*** Block opens ***
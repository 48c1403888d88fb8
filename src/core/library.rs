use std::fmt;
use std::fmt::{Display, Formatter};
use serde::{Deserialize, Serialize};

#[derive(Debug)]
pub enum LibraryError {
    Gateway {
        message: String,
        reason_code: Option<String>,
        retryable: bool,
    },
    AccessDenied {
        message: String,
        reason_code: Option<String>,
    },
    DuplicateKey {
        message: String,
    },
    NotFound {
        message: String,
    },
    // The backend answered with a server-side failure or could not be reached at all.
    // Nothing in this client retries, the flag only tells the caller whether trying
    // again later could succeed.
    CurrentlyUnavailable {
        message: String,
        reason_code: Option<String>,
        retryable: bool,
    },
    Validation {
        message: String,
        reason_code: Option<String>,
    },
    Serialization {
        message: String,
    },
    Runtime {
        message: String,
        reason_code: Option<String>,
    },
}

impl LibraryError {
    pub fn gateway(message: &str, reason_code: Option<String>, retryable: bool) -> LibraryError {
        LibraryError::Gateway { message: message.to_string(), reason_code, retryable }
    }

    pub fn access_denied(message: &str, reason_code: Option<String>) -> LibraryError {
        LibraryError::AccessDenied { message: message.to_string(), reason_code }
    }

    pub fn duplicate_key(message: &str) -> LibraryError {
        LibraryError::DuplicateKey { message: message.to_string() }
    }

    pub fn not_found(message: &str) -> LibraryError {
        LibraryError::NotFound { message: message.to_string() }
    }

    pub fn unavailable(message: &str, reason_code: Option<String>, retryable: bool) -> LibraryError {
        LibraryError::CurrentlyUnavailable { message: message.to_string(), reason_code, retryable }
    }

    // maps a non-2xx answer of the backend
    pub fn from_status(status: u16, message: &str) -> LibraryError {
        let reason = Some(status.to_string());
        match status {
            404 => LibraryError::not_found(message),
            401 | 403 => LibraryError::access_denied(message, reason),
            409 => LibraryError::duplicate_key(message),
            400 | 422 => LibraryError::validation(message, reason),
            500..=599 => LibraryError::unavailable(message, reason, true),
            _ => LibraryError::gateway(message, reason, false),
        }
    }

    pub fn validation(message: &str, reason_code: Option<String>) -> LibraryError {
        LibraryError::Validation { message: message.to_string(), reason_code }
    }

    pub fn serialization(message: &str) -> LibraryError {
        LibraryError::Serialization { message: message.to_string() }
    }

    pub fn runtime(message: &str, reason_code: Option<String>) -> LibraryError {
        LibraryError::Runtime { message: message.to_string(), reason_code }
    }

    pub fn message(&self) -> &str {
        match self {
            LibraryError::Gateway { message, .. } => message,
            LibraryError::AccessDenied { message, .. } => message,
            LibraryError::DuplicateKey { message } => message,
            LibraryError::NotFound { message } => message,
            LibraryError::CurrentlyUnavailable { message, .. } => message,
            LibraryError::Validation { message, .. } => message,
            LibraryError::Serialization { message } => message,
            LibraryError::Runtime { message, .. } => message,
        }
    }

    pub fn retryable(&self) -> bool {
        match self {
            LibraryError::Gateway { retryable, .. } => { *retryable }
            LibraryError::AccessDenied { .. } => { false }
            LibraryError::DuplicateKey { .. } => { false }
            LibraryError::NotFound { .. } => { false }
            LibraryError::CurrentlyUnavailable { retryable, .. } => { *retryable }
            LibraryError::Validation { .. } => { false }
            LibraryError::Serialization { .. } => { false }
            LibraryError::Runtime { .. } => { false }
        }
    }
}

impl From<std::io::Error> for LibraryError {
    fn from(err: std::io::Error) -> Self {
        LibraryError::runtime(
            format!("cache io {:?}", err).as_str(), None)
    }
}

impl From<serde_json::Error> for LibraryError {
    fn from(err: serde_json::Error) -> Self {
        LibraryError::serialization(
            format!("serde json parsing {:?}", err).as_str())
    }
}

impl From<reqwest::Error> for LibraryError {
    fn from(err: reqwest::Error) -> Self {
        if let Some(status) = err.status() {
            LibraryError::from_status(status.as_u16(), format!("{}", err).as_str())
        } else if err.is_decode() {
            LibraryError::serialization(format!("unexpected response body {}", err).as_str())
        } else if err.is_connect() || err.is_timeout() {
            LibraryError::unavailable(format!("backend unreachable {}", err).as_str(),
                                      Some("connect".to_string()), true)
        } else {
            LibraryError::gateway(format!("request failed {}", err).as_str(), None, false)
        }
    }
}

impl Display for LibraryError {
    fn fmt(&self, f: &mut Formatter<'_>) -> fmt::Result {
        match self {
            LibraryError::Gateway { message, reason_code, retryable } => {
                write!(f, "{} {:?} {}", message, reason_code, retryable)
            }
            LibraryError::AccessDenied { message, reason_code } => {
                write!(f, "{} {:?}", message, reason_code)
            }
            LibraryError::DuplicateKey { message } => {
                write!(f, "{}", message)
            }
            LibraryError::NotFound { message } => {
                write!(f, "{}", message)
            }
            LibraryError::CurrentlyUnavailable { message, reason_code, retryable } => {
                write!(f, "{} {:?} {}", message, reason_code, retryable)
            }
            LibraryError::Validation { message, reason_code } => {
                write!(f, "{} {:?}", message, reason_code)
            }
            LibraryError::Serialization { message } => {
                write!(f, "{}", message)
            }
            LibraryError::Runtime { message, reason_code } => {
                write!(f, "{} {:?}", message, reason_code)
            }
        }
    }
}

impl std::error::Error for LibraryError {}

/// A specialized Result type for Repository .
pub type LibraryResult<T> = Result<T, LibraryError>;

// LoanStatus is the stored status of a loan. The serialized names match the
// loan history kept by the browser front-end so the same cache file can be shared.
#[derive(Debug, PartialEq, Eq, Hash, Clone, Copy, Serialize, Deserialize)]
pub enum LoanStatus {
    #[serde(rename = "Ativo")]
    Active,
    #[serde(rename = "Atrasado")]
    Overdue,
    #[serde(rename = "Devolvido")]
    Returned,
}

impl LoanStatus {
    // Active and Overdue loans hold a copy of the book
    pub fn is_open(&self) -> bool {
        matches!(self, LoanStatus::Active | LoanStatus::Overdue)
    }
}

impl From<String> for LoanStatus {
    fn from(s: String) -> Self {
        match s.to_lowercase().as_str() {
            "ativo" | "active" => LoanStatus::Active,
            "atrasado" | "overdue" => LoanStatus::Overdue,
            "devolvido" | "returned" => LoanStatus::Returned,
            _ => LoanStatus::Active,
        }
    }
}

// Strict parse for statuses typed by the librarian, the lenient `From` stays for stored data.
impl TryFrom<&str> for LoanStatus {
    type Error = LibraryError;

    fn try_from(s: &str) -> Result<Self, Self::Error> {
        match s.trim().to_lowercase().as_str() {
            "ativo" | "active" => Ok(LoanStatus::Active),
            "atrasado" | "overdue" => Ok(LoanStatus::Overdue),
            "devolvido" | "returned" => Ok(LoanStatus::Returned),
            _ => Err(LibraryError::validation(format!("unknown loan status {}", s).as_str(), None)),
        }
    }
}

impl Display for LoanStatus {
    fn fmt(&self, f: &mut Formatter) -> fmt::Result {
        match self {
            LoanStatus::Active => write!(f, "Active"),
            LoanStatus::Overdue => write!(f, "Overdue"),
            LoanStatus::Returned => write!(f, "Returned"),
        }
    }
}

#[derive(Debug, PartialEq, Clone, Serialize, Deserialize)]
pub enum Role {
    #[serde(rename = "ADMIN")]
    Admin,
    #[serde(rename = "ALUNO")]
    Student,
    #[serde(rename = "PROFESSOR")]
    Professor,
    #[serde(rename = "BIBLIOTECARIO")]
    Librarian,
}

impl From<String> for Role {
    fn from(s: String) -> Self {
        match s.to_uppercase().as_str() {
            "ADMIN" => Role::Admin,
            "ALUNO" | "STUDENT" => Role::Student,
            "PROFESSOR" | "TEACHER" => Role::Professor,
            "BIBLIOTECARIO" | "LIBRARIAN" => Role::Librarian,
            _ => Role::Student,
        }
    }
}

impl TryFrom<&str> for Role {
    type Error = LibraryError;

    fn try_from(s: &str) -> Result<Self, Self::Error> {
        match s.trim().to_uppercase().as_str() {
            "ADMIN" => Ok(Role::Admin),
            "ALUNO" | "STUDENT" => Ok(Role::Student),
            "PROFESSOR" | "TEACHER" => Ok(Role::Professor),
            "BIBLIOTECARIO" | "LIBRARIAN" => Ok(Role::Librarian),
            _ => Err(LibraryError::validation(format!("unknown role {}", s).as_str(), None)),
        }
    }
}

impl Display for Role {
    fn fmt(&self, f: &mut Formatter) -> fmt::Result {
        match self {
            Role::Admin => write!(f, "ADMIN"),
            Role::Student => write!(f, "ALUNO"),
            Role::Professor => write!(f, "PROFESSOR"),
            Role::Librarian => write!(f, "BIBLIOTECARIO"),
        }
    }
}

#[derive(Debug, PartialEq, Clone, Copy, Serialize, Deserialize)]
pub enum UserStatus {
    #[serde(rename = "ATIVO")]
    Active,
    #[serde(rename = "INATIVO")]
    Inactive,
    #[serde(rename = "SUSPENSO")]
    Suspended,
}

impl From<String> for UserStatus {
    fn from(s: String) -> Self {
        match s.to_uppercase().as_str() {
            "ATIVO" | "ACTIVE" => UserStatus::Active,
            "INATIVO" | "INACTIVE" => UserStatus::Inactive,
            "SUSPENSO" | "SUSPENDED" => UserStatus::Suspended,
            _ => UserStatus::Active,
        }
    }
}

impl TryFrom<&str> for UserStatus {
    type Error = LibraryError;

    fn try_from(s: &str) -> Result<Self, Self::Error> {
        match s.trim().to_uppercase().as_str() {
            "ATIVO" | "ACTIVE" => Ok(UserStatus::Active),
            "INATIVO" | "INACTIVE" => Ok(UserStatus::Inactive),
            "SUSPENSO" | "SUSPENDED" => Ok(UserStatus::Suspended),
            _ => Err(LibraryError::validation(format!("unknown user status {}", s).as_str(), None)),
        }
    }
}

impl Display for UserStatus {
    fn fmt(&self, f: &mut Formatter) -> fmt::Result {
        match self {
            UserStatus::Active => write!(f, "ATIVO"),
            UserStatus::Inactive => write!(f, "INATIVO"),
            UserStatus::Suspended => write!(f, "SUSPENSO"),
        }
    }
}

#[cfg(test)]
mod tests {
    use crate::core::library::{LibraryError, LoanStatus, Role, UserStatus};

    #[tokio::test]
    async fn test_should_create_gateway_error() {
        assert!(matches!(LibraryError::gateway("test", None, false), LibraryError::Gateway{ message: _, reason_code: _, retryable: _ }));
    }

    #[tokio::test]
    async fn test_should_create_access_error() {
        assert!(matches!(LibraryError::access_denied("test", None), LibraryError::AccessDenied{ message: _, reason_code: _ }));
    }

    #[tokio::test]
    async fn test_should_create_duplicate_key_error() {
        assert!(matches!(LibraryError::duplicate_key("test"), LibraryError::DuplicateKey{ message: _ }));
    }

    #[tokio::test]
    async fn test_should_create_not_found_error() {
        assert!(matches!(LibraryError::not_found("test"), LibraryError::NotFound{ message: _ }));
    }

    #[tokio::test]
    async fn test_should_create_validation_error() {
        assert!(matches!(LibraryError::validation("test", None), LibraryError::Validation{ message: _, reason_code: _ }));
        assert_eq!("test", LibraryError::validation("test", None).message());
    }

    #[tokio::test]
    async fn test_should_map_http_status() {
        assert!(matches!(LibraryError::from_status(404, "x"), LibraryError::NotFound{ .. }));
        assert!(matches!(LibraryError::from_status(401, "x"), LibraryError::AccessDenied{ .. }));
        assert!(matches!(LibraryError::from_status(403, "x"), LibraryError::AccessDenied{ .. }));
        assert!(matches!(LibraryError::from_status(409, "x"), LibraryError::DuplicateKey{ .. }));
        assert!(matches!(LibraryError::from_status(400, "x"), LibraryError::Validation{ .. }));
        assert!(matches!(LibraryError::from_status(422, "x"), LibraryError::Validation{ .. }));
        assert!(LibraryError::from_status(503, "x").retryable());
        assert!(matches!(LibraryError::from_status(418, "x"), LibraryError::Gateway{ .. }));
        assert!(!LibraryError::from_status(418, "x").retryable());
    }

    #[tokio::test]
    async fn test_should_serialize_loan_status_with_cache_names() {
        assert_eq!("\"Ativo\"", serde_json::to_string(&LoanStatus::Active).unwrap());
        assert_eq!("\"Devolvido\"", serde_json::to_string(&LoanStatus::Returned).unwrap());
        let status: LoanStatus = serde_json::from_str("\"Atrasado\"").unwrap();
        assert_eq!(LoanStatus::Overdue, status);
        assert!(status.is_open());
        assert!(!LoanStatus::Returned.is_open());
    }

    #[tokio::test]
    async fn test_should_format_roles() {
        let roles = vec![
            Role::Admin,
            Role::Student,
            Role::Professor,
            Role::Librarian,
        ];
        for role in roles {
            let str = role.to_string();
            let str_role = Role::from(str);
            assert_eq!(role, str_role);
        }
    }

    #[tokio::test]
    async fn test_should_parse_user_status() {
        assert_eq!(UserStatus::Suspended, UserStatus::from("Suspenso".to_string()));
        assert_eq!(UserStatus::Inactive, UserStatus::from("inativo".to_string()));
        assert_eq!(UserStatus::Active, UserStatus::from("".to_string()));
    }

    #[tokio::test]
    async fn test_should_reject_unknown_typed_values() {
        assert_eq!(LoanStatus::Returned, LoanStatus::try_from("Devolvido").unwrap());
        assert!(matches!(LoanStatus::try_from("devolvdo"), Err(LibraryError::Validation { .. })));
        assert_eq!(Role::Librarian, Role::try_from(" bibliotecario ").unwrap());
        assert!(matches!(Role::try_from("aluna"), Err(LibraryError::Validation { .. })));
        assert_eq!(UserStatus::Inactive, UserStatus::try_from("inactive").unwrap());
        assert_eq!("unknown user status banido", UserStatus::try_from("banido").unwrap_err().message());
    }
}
*** Block closes ***
** THE TASK **
Which lines of the records above contain the word "backend"? Copy each of them.

** ANSWER TO THIS EXERCISE **
    // The backend answered with a server-side failure or could not be reached at all.
    // maps a non-2xx answer of the backend
            LibraryError::unavailable(format!("backend unreachable {}", err).as_str(),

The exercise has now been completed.